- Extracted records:
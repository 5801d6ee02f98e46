use crate::model::Salesperson;
use chrono::{Duration, NaiveDateTime};

/// Options du calcul d'échéance
#[derive(Debug, Clone, Copy)]
pub struct ScheduleOptions {
    /// Nombre de jours calendaires inspectés par la recherche.
    pub horizon_days: u32,
    /// En dessous de ce délai, une demande faite pendant les heures de travail
    /// du jour même est traitée immédiatement.
    pub short_delay: Duration,
}

impl Default for ScheduleOptions {
    fn default() -> Self {
        Self {
            horizon_days: 30,
            short_delay: Duration::hours(1),
        }
    }
}

/// Demande de calcul : vendeur éventuel, instant de référence et délai voulu.
#[derive(Debug, Clone, Copy)]
pub struct ScheduleRequest<'a> {
    pub salesperson: Option<&'a Salesperson>,
    pub base_time: NaiveDateTime,
    pub delay: Duration,
}

impl<'a> ScheduleRequest<'a> {
    pub fn new(salesperson: Option<&'a Salesperson>, base_time: NaiveDateTime, delay: Duration) -> Self {
        Self { salesperson, base_time, delay }
    }
}

#[derive(Debug, Clone, Copy, PartialEq, Eq)]
pub enum Outcome {
    /// Pas d'horaires exploitables (ou vendeur absent/inactif) : aucun ajustement.
    Unadjusted,
    /// L'instant demandé respecte déjà horaires et congés.
    InWindow,
    /// Reporté au début de la prochaine journée travaillée.
    NextWorkday,
    /// Délai court demandé pendant les heures de travail du jour.
    Immediate,
    /// Aucun créneau trouvé dans l'horizon : `now + delay`.
    Fallback,
}

impl Outcome {
    pub fn as_str(&self) -> &'static str {
        match self {
            Outcome::Unadjusted => "unadjusted",
            Outcome::InWindow => "in-window",
            Outcome::NextWorkday => "next-workday",
            Outcome::Immediate => "immediate",
            Outcome::Fallback => "fallback",
        }
    }
}

/// Échéance calculée et la manière dont elle a été obtenue.
#[derive(Debug, Clone, Copy, PartialEq, Eq)]
pub struct DueDate {
    pub at: NaiveDateTime,
    pub outcome: Outcome,
}
use super::{FollowUpError, FollowUpService, Reassignment};
use crate::leave::LeaveCalendar;
use crate::model::{FollowUpId, FollowUpStatus, SalespersonId};
use chrono::{Duration, NaiveDateTime};
use tracing::{debug, info};

pub(super) fn complete(
    service: &mut FollowUpService,
    id: &FollowUpId,
    now: NaiveDateTime,
) -> Result<(), FollowUpError> {
    let follow_up = service
        .team
        .find_follow_up_mut(id)
        .ok_or_else(|| FollowUpError::UnknownFollowUp(id.as_str().to_string()))?;
    if !follow_up.is_pending() {
        return Err(FollowUpError::AlreadyCompleted(id.as_str().to_string()));
    }
    follow_up.status = FollowUpStatus::Done;
    follow_up.completed_at = Some(now);
    info!(follow_up = id.as_str(), "follow-up completed");
    Ok(())
}

pub(super) fn reassign(
    service: &mut FollowUpService,
    id: &FollowUpId,
    to_handle: &str,
    now: NaiveDateTime,
) -> Result<Reassignment, FollowUpError> {
    let target = service
        .team
        .find_by_handle(to_handle)
        .ok_or_else(|| FollowUpError::UnknownSalesperson(to_handle.to_string()))?;
    if !target.active {
        return Err(FollowUpError::ReassignInvalid("target salesperson inactive"));
    }
    let target = target.id.clone();

    let follow_up = service
        .team
        .find_follow_up(id)
        .ok_or_else(|| FollowUpError::UnknownFollowUp(id.as_str().to_string()))?;
    if !follow_up.is_pending() {
        return Err(FollowUpError::ReassignInvalid("follow-up already completed"));
    }
    if follow_up.salesperson == target {
        return Err(FollowUpError::ReassignInvalid("follow-up already owned by target"));
    }
    let delay = follow_up.delay();

    Ok(move_to(service, id, target, delay, now))
}

/// Réattribue en round-robin les relances ayant atteint le palier configuré.
pub(super) fn reassign_overdue(
    service: &mut FollowUpService,
    now: NaiveDateTime,
) -> Vec<Reassignment> {
    let threshold = service.settings.reassign_after_level;
    let delay = service.settings.reassign_delay();

    let pool: Vec<SalespersonId> = service
        .team
        .salespeople
        .iter()
        .filter(|p| p.active && p.work_schedule().is_some())
        .filter(|p| !service.team.is_on_leave_at(&p.id, now))
        .map(|p| p.id.clone())
        .collect();
    if pool.is_empty() {
        return Vec::new();
    }

    let stale: Vec<(FollowUpId, SalespersonId)> = service
        .team
        .follow_ups
        .iter()
        .filter(|f| f.is_pending() && f.escalation_level >= threshold)
        .map(|f| (f.id.clone(), f.salesperson.clone()))
        .collect();

    let total = pool.len();
    let mut cursor = 0usize;
    let mut out = Vec::new();

    for (id, owner) in stale {
        let chosen = (0..total).find_map(|_| {
            let candidate = &pool[cursor];
            cursor = (cursor + 1) % total;
            (candidate != &owner).then(|| candidate.clone())
        });

        match chosen {
            Some(target) => out.push(move_to(service, &id, target, delay, now)),
            None => debug!(follow_up = id.as_str(), "no other salesperson available"),
        }
    }

    out
}

/// Recalcule l'échéance des relances en attente d'un vendeur.
pub(super) fn reschedule_for(
    service: &mut FollowUpService,
    salesperson: &SalespersonId,
    now: NaiveDateTime,
) -> usize {
    let updates: Vec<(usize, NaiveDateTime)> = service
        .team
        .follow_ups
        .iter()
        .enumerate()
        .filter(|(_, f)| f.is_pending() && &f.salesperson == salesperson)
        .map(|(idx, f)| {
            let due = service.plan_due_date(Some(salesperson), f.base_time, f.delay(), now);
            (idx, due.at)
        })
        .collect();

    let mut changed = 0usize;
    for (idx, due_at) in updates {
        let f = &mut service.team.follow_ups[idx];
        if f.due_at != due_at {
            f.due_at = due_at;
            changed += 1;
        }
    }
    if changed > 0 {
        info!(salesperson = salesperson.as_str(), changed, "follow-ups rescheduled");
    }
    changed
}

fn move_to(
    service: &mut FollowUpService,
    id: &FollowUpId,
    target: SalespersonId,
    delay: Duration,
    now: NaiveDateTime,
) -> Reassignment {
    let due = service.plan_due_date(Some(&target), now, delay, now);

    let mut from = target.clone();
    if let Some(f) = service.team.find_follow_up_mut(id) {
        from = std::mem::replace(&mut f.salesperson, target.clone());
        f.reassigned_from = Some(from.clone());
        f.base_time = now;
        f.delay_minutes = delay.num_minutes();
        f.due_at = due.at;
        f.escalation_level = 0;
    }
    info!(
        follow_up = id.as_str(),
        from = from.as_str(),
        to = target.as_str(),
        due = %due.at,
        "follow-up reassigned"
    );

    Reassignment {
        follow_up: id.clone(),
        from,
        to: target,
        due_at: due.at,
    }
}
mod due_date;
mod types;

pub use types::{DueDate, Outcome, ScheduleOptions, ScheduleRequest};

use crate::leave::LeaveCalendar;
use crate::model::Salesperson;
use chrono::{Duration, NaiveDateTime};

/// Calcul d'échéances de relance respectant horaires et congés d'un vendeur.
///
/// Pur à `now` près : l'instant courant est toujours passé en paramètre.
#[derive(Debug)]
pub struct WorkHoursScheduler<'a, L: LeaveCalendar + ?Sized> {
    leaves: &'a L,
    opts: ScheduleOptions,
}

impl<'a, L: LeaveCalendar + ?Sized> WorkHoursScheduler<'a, L> {
    pub fn new(leaves: &'a L) -> Self {
        Self {
            leaves,
            opts: ScheduleOptions::default(),
        }
    }

    pub fn with_options(leaves: &'a L, opts: ScheduleOptions) -> Self {
        Self { leaves, opts }
    }

    pub fn options(&self) -> ScheduleOptions {
        self.opts
    }

    /// Échéance pour `base_time + delay`, jamais avant `now`.
    pub fn compute_due_date(
        &self,
        salesperson: Option<&Salesperson>,
        base_time: NaiveDateTime,
        delay: Duration,
        now: NaiveDateTime,
    ) -> NaiveDateTime {
        self.plan(ScheduleRequest::new(salesperson, base_time, delay), now).at
    }

    /// Comme [`compute_due_date`](Self::compute_due_date), en précisant l'issue.
    pub fn plan(&self, request: ScheduleRequest<'_>, now: NaiveDateTime) -> DueDate {
        due_date::plan(self.leaves, self.opts, request, now)
    }
}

- Exercise: Go through the records above and return every line that holds the string "threshold".

- Result below:
    let threshold = service.settings.reassign_after_level;
        .filter(|f| f.is_pending() && f.escalation_level >= threshold)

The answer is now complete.